Just 24 hours ago Australia was abuzz with the news that U.S.-based Voltage Pictures will now be allowed to launch a so-called ‘speculative invoicing’ scheme Down Under.
The company will obtain the names of people behind ISP accounts linked to the unlawful sharing of their works online and pursue them for cash settlements. It’s a business model with a grubby reputation, one that mainstream rightsholders have largely steered away from in recent years.
Instead, the world’s largest entertainment companies are focusing their efforts on schemes designed to educate citizens, those in Australia included, in the hope that they will voluntarily change their online media consumption habits.
The local result is today’s publication of ‘Industry Code C653:2015, Copyright Notice Scheme’(pdf), the anti-piracy framework hammered out by telecoms companies and key entertainment industry companies including ARIA, Australia Screen Association, Foxtel, Music Rights Australia, News Corporation and Village Roadshow.
A draft was presented in February but today’s paper represents its final form following more than 370 public submissions.

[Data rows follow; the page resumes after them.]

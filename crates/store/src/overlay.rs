//! Overlay store for transactional writes.
//!
//! `OverlayStore` wraps a base store and captures every write without
//! touching the base. Reads check the overlay first, then fall through to the
//! base. `commit()` flushes the captured writes; dropping the overlay
//! discards them. The keeper runs each transaction against an overlay so a
//! failed operation leaves nothing behind.

use crate::KvStore;
use std::collections::BTreeMap;
use tracing::trace;

/// A write-capturing layer over another store.
pub struct OverlayStore<'a> {
    /// The underlying store. Only read until `commit()`.
    base: &'a mut dyn KvStore,

    /// Captured writes. `None` marks a deletion.
    writes: BTreeMap<Vec<u8>, Option<Vec<u8>>>,
}

impl<'a> OverlayStore<'a> {
    /// Create a new overlay wrapping the given base store.
    pub fn new(base: &'a mut dyn KvStore) -> Self {
        Self {
            base,
            writes: BTreeMap::new(),
        }
    }

    /// Number of keys written or deleted so far.
    pub fn pending_writes(&self) -> usize {
        self.writes.len()
    }

    /// Apply captured writes to the base store in key order.
    ///
    /// Returns the number of keys flushed.
    pub fn commit(self) -> usize {
        let OverlayStore { base, writes } = self;
        let flushed = writes.len();
        for (key, value) in writes {
            match value {
                Some(value) => base.set(key, value),
                None => base.delete(&key),
            }
        }
        trace!(flushed, "Committed overlay");
        flushed
    }

    /// Drop captured writes.
    pub fn discard(self) {
        trace!(dropped = self.writes.len(), "Discarded overlay");
    }
}

impl<'a> KvStore for OverlayStore<'a> {
    fn get(&self, key: &[u8]) -> Option<Vec<u8>> {
        match self.writes.get(key) {
            Some(value) => value.clone(),
            None => self.base.get(key),
        }
    }

    fn set(&mut self, key: Vec<u8>, value: Vec<u8>) {
        self.writes.insert(key, Some(value));
    }

    fn delete(&mut self, key: &[u8]) {
        self.writes.insert(key.to_vec(), None);
    }

    fn prefix_scan(&self, prefix: &[u8]) -> Vec<(Vec<u8>, Vec<u8>)> {
        let mut merged: BTreeMap<Vec<u8>, Vec<u8>> =
            self.base.prefix_scan(prefix).into_iter().collect();

        for (key, value) in self
            .writes
            .range(prefix.to_vec()..)
            .take_while(|(key, _)| key.starts_with(prefix))
        {
            match value {
                Some(value) => {
                    merged.insert(key.clone(), value.clone());
                }
                None => {
                    merged.remove(key);
                }
            }
        }

        merged.into_iter().collect()
    }
}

While there have been some tweaks and clarifications, the majority of the core policies outlined in the earlier publication remain the same. ISPs providing fixed access services to 1,000 account holders or more will take part, which amounts to roughly 70 local service providers.
According to telecoms body the Communications Alliance, the scheme will have “a strong emphasis on public education” and does not contain “explicit sanctions against internet users”. While it does have ‘teeth’ (we’ll come to that shortly), informing subscribers comes first.

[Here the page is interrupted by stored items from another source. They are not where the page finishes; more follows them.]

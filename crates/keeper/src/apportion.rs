//! Splitting one withdrawal across many pools.
//!
//! Each pool gives up the same proportion of its withdrawable collateral.
//! Truncating every share would leave the total short, so a non-final share
//! is bumped by one unit whenever the pool can afford it, and the final pool
//! absorbs whatever is left.

use shield_types::{div_half_even, mul_half_even, truncate_units, Decimal, DecimalError};

/// Running state of one apportionment.
#[derive(Debug, Clone)]
pub struct Apportioner {
    proportion: Decimal,
    remaining: u128,
}

impl Apportioner {
    /// Start apportioning `amount` out of a total of `withdrawable`.
    ///
    /// Fails with `DivisionByZero` when nothing is withdrawable.
    pub fn new(amount: u128, withdrawable: u128) -> Result<Self, DecimalError> {
        let proportion = div_half_even(Decimal::from(amount), Decimal::from(withdrawable))?;
        Ok(Self {
            proportion,
            remaining: amount,
        })
    }

    /// `amount / withdrawable`, rounded half-to-even at 18 decimals.
    pub fn proportion(&self) -> Decimal {
        self.proportion
    }

    /// Amount not yet assigned to a pool.
    pub fn remaining(&self) -> u128 {
        self.remaining
    }

    /// Share for the next entry, given what that entry can release.
    ///
    /// Does not consume anything; call [`Apportioner::record`] once the
    /// share has actually been withdrawn.
    pub fn share(&self, entry_withdrawable: u128, is_last: bool) -> Result<u128, DecimalError> {
        if is_last {
            return Ok(self.remaining);
        }
        let mut share =
            truncate_units(mul_half_even(Decimal::from(entry_withdrawable), self.proportion)?)?;
        if self.remaining <= share {
            share = self.remaining;
        } else if entry_withdrawable > share {
            share += 1;
        }
        Ok(share)
    }

    /// Mark `share` as withdrawn.
    pub fn record(&mut self, share: u128) {
        self.remaining = self.remaining.saturating_sub(share);
    }
}
//! Error types for the store.

use thiserror::Error;

/// Errors reading or writing typed records.
#[derive(Debug, Clone, PartialEq, Eq, Error)]
pub enum StoreError {
    #[error("SBOR encode error: {0}")]
    Encode(String),

    #[error("SBOR decode error at key {key}: {reason}")]
    Decode { key: String, reason: String },

    #[error("Malformed key {key}: {reason}")]
    MalformedKey { key: String, reason: String },

    #[error("No entry at key {0}")]
    NotFound(String),
}

impl StoreError {
    pub(crate) fn malformed(key: &[u8], reason: impl Into<String>) -> Self {
        StoreError::MalformedKey {
            key: hex::encode(key),
            reason: reason.into(),
        }
    }
}
//! Half-to-even rounding over radix [`Decimal`].
//!
//! Products and quotients are taken in [`PreciseDecimal`], which carries 36
//! decimal places, and rounded back to 18 places with ties to even.

use radix_common::math::*;
use thiserror::Error;

/// Decimal places kept by [`Decimal`].
const SCALE: i32 = 18;

/// Errors from decimal arithmetic.
#[derive(Debug, Clone, Copy, PartialEq, Eq, Error)]
pub enum DecimalError {
    #[error("Decimal overflow")]
    Overflow,

    #[error("Decimal division by zero")]
    DivisionByZero,
}

/// `a * b`, rounded half-to-even at 18 decimals.
pub fn mul_half_even(a: Decimal, b: Decimal) -> Result<Decimal, DecimalError> {
    let product = PreciseDecimal::from(a)
        .checked_mul(PreciseDecimal::from(b))
        .ok_or(DecimalError::Overflow)?;
    round_half_even(product)
}

/// `a / b`, rounded half-to-even at 18 decimals.
pub fn div_half_even(a: Decimal, b: Decimal) -> Result<Decimal, DecimalError> {
    if b.is_zero() {
        return Err(DecimalError::DivisionByZero);
    }
    let quotient = PreciseDecimal::from(a)
        .checked_div(PreciseDecimal::from(b))
        .ok_or(DecimalError::Overflow)?;
    round_half_even(quotient)
}

/// Whole units of `value`, fraction discarded.
///
/// Fails for negative values and for values above `u128::MAX`.
pub fn truncate_units(value: Decimal) -> Result<u128, DecimalError> {
    let whole = value.attos() / Decimal::ONE.attos();
    u128::try_from(whole).map_err(|_| DecimalError::Overflow)
}

fn round_half_even(value: PreciseDecimal) -> Result<Decimal, DecimalError> {
    let rounded = value
        .checked_round(SCALE, RoundingMode::ToNearestMidpointToEven)
        .ok_or(DecimalError::Overflow)?;
    Decimal::try_from(rounded).map_err(|_| DecimalError::Overflow)
}

#[cfg(test)]
mod tests {
    use super::*;

    fn dec(s: &str) -> Decimal {
        s.parse().unwrap()
    }

    #[test]
    fn test_ties_round_to_even() {
        let two = Decimal::from(2u32);
        // 0.5, 1.5, 2.5 and 3.5 attos.
        assert_eq!(div_half_even(dec("0.000000000000000001"), two).unwrap(), Decimal::ZERO);
        assert_eq!(
            div_half_even(dec("0.000000000000000003"), two).unwrap(),
            dec("0.000000000000000002")
        );
        assert_eq!(
            div_half_even(dec("0.000000000000000005"), two).unwrap(),
            dec("0.000000000000000002")
        );
        assert_eq!(
            mul_half_even(dec("0.000000000000000007"), dec("0.5")).unwrap(),
            dec("0.000000000000000004")
        );
    }

    #[test]
    fn test_non_ties_round_to_nearest() {
        // 2/3 = 0.666...6|67 rounds up in the last place.
        assert_eq!(
            div_half_even(Decimal::from(2u32), Decimal::from(3u32)).unwrap(),
            dec("0.666666666666666667")
        );
        assert_eq!(
            div_half_even(Decimal::from(1u32), Decimal::from(3u32)).unwrap(),
            dec("0.333333333333333333")
        );
    }

    #[test]
    fn test_division_by_zero() {
        assert_eq!(
            div_half_even(Decimal::ONE, Decimal::ZERO).unwrap_err(),
            DecimalError::DivisionByZero
        );
    }

    #[test]
    fn test_amounts_beyond_i128_fixed_point() {
        // 3e20 units is past what an i128 scaled by 1e18 can hold.
        let large = Decimal::from(300_000_000_000_000_000_000u128);
        let half = div_half_even(large, Decimal::from(2u32)).unwrap();
        assert_eq!(truncate_units(half).unwrap(), 150_000_000_000_000_000_000);

        let third = Decimal::from(100_000_000_000_000_000_000u128);
        let proportion = div_half_even(third, large).unwrap();
        assert_eq!(proportion, dec("0.333333333333333333"));
        let share = mul_half_even(large, proportion).unwrap();
        assert_eq!(truncate_units(share).unwrap(), 99_999_999_999_999_999_900);

        assert_eq!(truncate_units(Decimal::from(u128::MAX)).unwrap(), u128::MAX);
    }

    #[test]
    fn test_truncate_units_discards_fraction() {
        assert_eq!(truncate_units(dec("60.999999999999999999")).unwrap(), 60);
        assert_eq!(truncate_units(Decimal::ZERO).unwrap(), 0);
        assert_eq!(truncate_units(dec("-1")).unwrap_err(), DecimalError::Overflow);
    }
}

The three-step notice process remains, with account holders receiving ‘educational’, ‘warning’ and then ‘final’ notices each subsequent time their IP addresses are connected to infringing activity online. Only users of P2P systems such as BitTorrent are affected.
“Any Account Holder who receives three Notices within a 12 month period will have the option to seek a review conducted by an independent Adjudication Panel,” the paper reads.

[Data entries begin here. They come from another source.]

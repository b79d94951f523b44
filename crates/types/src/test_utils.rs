//! Record fixtures for tests.

use crate::{Address, Coins, MixedDecCoins, Pool, PoolEnd, PoolId};

/// Bonding denomination used across fixtures.
pub const TEST_BOND_DENOM: &str = "ustake";

/// An amount in the test bonding denomination.
pub fn bond(amount: u128) -> Coins {
    Coins::single(TEST_BOND_DENOM, amount)
}

pub fn test_address(name: &str) -> Address {
    Address::new(format!("shield1{}", name))
}

/// An active, time-bounded pool with no premium.
pub fn test_pool(id: u64, shield: u128, end_time: u64) -> Pool {
    Pool::new(
        PoolId(id),
        bond(shield),
        MixedDecCoins::default(),
        "sponsor",
        1,
        PoolEnd::Time { end_time },
    )
}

Appeals against notices, consumer protection
One significant change is the elimination of a fee if a subscriber feels he or she has been wrongly issued with a notice. While subscribers can appeal against any notice, so-called ‘Challenge Notices’ can only be sent to the adjudication panel upon receipt of a ‘Final’ notice.
Rightsholders will pick up the tab on appeals for now but if any abuse of the appeal process is observed, fees could be reintroduced.
There will also be “stronger consumer representation” on the Copyright Information Panel, the body that will oversee the notice scheme and operate the website setup to educate the public.
The sting in the tail
There are no disconnections or suspensions for subscribers who don’t get the message after three warnings but the scheme does have a potentially tougher lesson up its sleeve.
By accommodating a ‘facilitated preliminary discovery’ process, ISPs will be expected to assist (not challenge) copyright holders who decide to take legal action against persistent infringers.
“Where an Account Holder has received three Notices within a 12 month period and a Rights Holder files an application for preliminary discovery in a prescribed court seeking access to the Account Holder’s details, ISPs will act reasonably in relation to the preliminary discovery application,” the paper reads.
“It remains a matter for the Court to decide whether preliminary discovery should be granted. An Account Holder’s details will not be provided by ISPs to Rights Holders in the absence of a court order.”
Notice volume and who will pay
Considering that the issue of costs has been derailing anti-piracy discussion between ISPs and rightsholders for many years, the speed at which this code has been agreed after government issued an ultimatum last year is somewhat surprising.
However, it appears that who will pay is not only still undecided, but could also remain a secret even when it is.
“There are still some commercial details, including elements of the scheme funding arrangements, to be finalized and the finished product must meet the approval of the ACMA,” says Communication Alliance CEO, John Stanton.
The current agreement allows for up to 200,000 notices to be processed and sent by all ISPs during each 12 months of the scheme’s operation. However, if rightsholders subsequently deem that number to be insufficient to achieve their objectives, further financial negotiations can take place with ISPs with a view to them sending more.
“Any funding arrangements must be designed to ensure that smaller ISPs are not unduly burdened by the requirements of the scheme,” the code adds.
The Australian Communications and Media Authority will now consider whether to register the code. Once put into place, the effectiveness of the scheme will independently evaluated 18 months after launch.